University of Pittsburgh and University of Pennsylvania researchers have designed and synthesized a series of substituted–indoles as positron emission tomography (PET) radiotracers for use in imaging 4-repeat tau (4R-tau) in non-Alzheimer’s disease (AD) tauopathies. Imaging of 4R-tau will allow for earlier diagnosis of many non-AD tauopathies, support the discovery of therapeutics targeting 4R-tau, and could allow clinicians to monitor treatment progress in patients on anti-tau therapies.
Description
Aggregates of tau, either possessing three microtubule binding repeats (3R) or four repeats (4R) are key features of several neurodegenerative conditions. Examples include progressive supranuclear palsy (PSP) and corticobasal degeneration (CBD), both 4R-tauopathies, as well as AD which is a mixed 3R/4R-tauopathy. Identification of 4R-tau using PET could be used as a definitive diagnostic biomarker for 4R-tauopathies and could exclude or indicate clinically similar 3R-tauopathies.
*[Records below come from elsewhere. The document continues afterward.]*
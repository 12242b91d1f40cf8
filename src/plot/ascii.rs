//! ASCII plotting of dashboard panels for terminal output.
//!
//! Fixed-size character grid, deterministic output (golden tests below).
//!
//! Plot elements, in drawing order:
//! - post-cut overlay windows: `.` shading, `|` on the cycle-start column
//! - series lines: `*`, `+`, `o`, `#` by position in the panel

use chrono::NaiveDate;

use crate::domain::{MonthlySeries, Panel};
use crate::report::OverlayWindow;
use crate::resample::AlignedSet;

const SERIES_MARKS: [char; 4] = ['*', '+', 'o', '#'];
const SHADE: char = '.';
const START_MARK: char = '|';

/// One series to draw with its own vertical range.
struct Trace<'a> {
    mark: char,
    series: &'a MonthlySeries,
    y_min: f64,
    y_max: f64,
}

/// Render one panel: every series of the panel on the shared timeline, with
/// the overlay windows shaded behind them.
///
/// Panels whose series live on different scales (see [`Panel::shared_axis`])
/// scale each series to the full plot height independently.
pub fn render_panel(
    aligned: &AlignedSet,
    panel: Panel,
    overlays: &[OverlayWindow],
    width: usize,
    height: usize,
) -> String {
    let width = width.max(10);
    let height = height.max(5);
    let months = aligned.timeline().months();

    let (Some(first), Some(last)) = (aligned.timeline().first(), aligned.timeline().last()) else {
        return format!("{}: no data\n", panel.title());
    };

    let plotted: Vec<(char, &MonthlySeries)> = panel
        .series()
        .iter()
        .enumerate()
        .filter_map(|(i, ps)| {
            aligned
                .get(ps.id)
                .filter(|s| !s.has_no_values())
                .map(|s| (SERIES_MARKS[i % SERIES_MARKS.len()], s))
        })
        .collect();

    let shared = value_range(plotted.iter().map(|(_, s)| *s)).map(|(lo, hi)| pad_range(lo, hi, 0.05));
    let traces: Vec<Trace<'_>> = plotted
        .iter()
        .filter_map(|&(mark, series)| {
            let (y_min, y_max) = if panel.shared_axis() {
                shared?
            } else {
                value_range(std::iter::once(series)).map(|(lo, hi)| pad_range(lo, hi, 0.05))?
            };
            Some(Trace { mark, series, y_min, y_max })
        })
        .collect();

    let mut grid = vec![vec![' '; width]; height];
    shade_overlays(&mut grid, months, overlays);
    for trace in &traces {
        draw_series(&mut grid, trace);
    }

    let mut out = String::new();
    let range = match (panel.shared_axis(), shared) {
        (true, Some((lo, hi))) => format!("y=[{lo:.2}, {hi:.2}]"),
        (true, None) => "y=n/a".to_string(),
        (false, _) => "y=per-series".to_string(),
    };
    out.push_str(&format!(
        "{}: {}..{} | {range}\n",
        panel.title(),
        first.format("%Y-%m"),
        last.format("%Y-%m"),
    ));
    for row in grid {
        out.push_str(&row.into_iter().collect::<String>());
        out.push('\n');
    }

    for ps in panel.series() {
        match traces.iter().find(|t| t.series.id == ps.id) {
            Some(t) if panel.shared_axis() => {
                out.push_str(&format!("  {} {} ({})\n", t.mark, ps.label, ps.id));
            }
            Some(t) => out.push_str(&format!(
                "  {} {} ({}) [{:.2}, {:.2}]\n",
                t.mark, ps.label, ps.id, t.y_min, t.y_max
            )),
            None => out.push_str(&format!("  - {} ({}): no data\n", ps.label, ps.id)),
        }
    }
    for w in overlays {
        out.push_str(&format!(
            "  {START_MARK} {}: shaded {}..{}\n",
            w.label,
            w.start().format("%Y-%m"),
            w.end.format("%Y-%m"),
        ));
    }

    out
}

fn shade_overlays(grid: &mut [Vec<char>], months: &[NaiveDate], overlays: &[OverlayWindow]) {
    let width = grid[0].len();
    for (i, &month) in months.iter().enumerate() {
        let x = map_x(i, months.len(), width);
        for w in overlays {
            if w.start() == month {
                fill_column(grid, x, START_MARK, |c| c == ' ' || c == SHADE);
            } else if w.contains(month) {
                fill_column(grid, x, SHADE, |c| c == ' ');
            }
        }
    }
}

fn fill_column(grid: &mut [Vec<char>], x: usize, ch: char, replace: impl Fn(char) -> bool) {
    for row in grid.iter_mut() {
        if replace(row[x]) {
            row[x] = ch;
        }
    }
}

fn draw_series(grid: &mut [Vec<char>], trace: &Trace<'_>) {
    let height = grid.len();
    let width = grid[0].len();
    let n = trace.series.points.len();

    let mut prev = None;
    for (i, point) in trace.series.points.iter().enumerate() {
        let Some(v) = point.value else {
            prev = None;
            continue;
        };
        let x = map_x(i, n, width);
        let y = map_y(v, trace.y_min, trace.y_max, height);
        match prev {
            Some((x0, y0)) => draw_line(grid, x0, y0, x, y, trace.mark),
            None => plot_cell(grid, x as isize, y as isize, trace.mark),
        }
        prev = Some((x, y));
    }
}

fn value_range<'a>(series: impl Iterator<Item = &'a MonthlySeries>) -> Option<(f64, f64)> {
    let mut min_y = f64::INFINITY;
    let mut max_y = f64::NEG_INFINITY;
    for s in series {
        for v in s.points.iter().filter_map(|p| p.value) {
            min_y = min_y.min(v);
            max_y = max_y.max(v);
        }
    }
    if !(min_y.is_finite() && max_y.is_finite()) {
        return None;
    }
    if max_y > min_y {
        Some((min_y, max_y))
    } else {
        // Flat series: centre it.
        Some((min_y - 1.0, max_y + 1.0))
    }
}

fn pad_range(min: f64, max: f64, frac: f64) -> (f64, f64) {
    let span = (max - min).abs();
    let pad = (span * frac).max(1e-12);
    (min - pad, max + pad)
}

fn map_x(index: usize, count: usize, width: usize) -> usize {
    if count < 2 {
        return 0;
    }
    let u = index as f64 / (count as f64 - 1.0);
    (u * (width as f64 - 1.0)).round() as usize
}

fn map_y(y: f64, y_min: f64, y_max: f64, height: usize) -> usize {
    let height = height.max(2);
    let u = ((y - y_min) / (y_max - y_min)).clamp(0.0, 1.0);
    // Row 0 is the top.
    (height as f64 - 1.0 - (u * (height as f64 - 1.0))).round() as usize
}

/// Series marks only replace background cells, so the first series drawn wins.
fn plot_cell(grid: &mut [Vec<char>], x: isize, y: isize, ch: char) {
    if y < 0 || x < 0 {
        return;
    }
    let (x, y) = (x as usize, y as usize);
    if let Some(cell) = grid.get_mut(y).and_then(|row| row.get_mut(x))
        && matches!(*cell, ' ' | SHADE | START_MARK)
    {
        *cell = ch;
    }
}

/// Integer line drawing (Bresenham).
fn draw_line(grid: &mut [Vec<char>], x0: usize, y0: usize, x1: usize, y1: usize, ch: char) {
    let (mut x0, mut y0) = (x0 as isize, y0 as isize);
    let (x1, y1) = (x1 as isize, y1 as isize);

    let dx = (x1 - x0).abs();
    let sx = if x0 < x1 { 1 } else { -1 };
    let dy = -(y1 - y0).abs();
    let sy = if y0 < y1 { 1 } else { -1 };
    let mut err = dx + dy;

    loop {
        plot_cell(grid, x0, y0, ch);
        if x0 == x1 && y0 == y1 {
            break;
        }
        let e2 = 2 * err;
        if e2 >= dy {
            err += dy;
            x0 += sx;
        }
        if e2 <= dx {
            err += dx;
            y0 += sy;
        }
    }
}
Overall, 4R-tau imaging could improve the lives and outcomes of many patients with 4R-tauopathies including PSP and CBD.
Applications
• Progressive supranuclear palsy
• Corticobasal degeneration
• Non-Alzheimer’s disease tauopathies
Advantages
Several tau PET tracers are in use for AD diagnosis; however, for other tauopathies a definitive diagnosis remains challenging. While efforts have been made to develop PET tracers specifically targeting 3R- or 4R-tau, to date these have not been selective and have produced low PET signals limiting their clinical usefulness. This new series of PET tracers bind with high affinity in post-mortem PSP and CBD brain tissue.
Invention Readiness
A library of substituted-indoles has been synthesized and evaluated for binding in post-mortem human brain tissue. Thirteen compounds were found to have Ki values of 5 – 14 nM in PSP and CBD tissue samples. [18F]JSS20-183A can be readily radiolabeled, rapidly crosses the blood-brain barrier, and shows no evidence of off-target binding.
IP Status
https://patents.google.com/patent/WO2024233875A2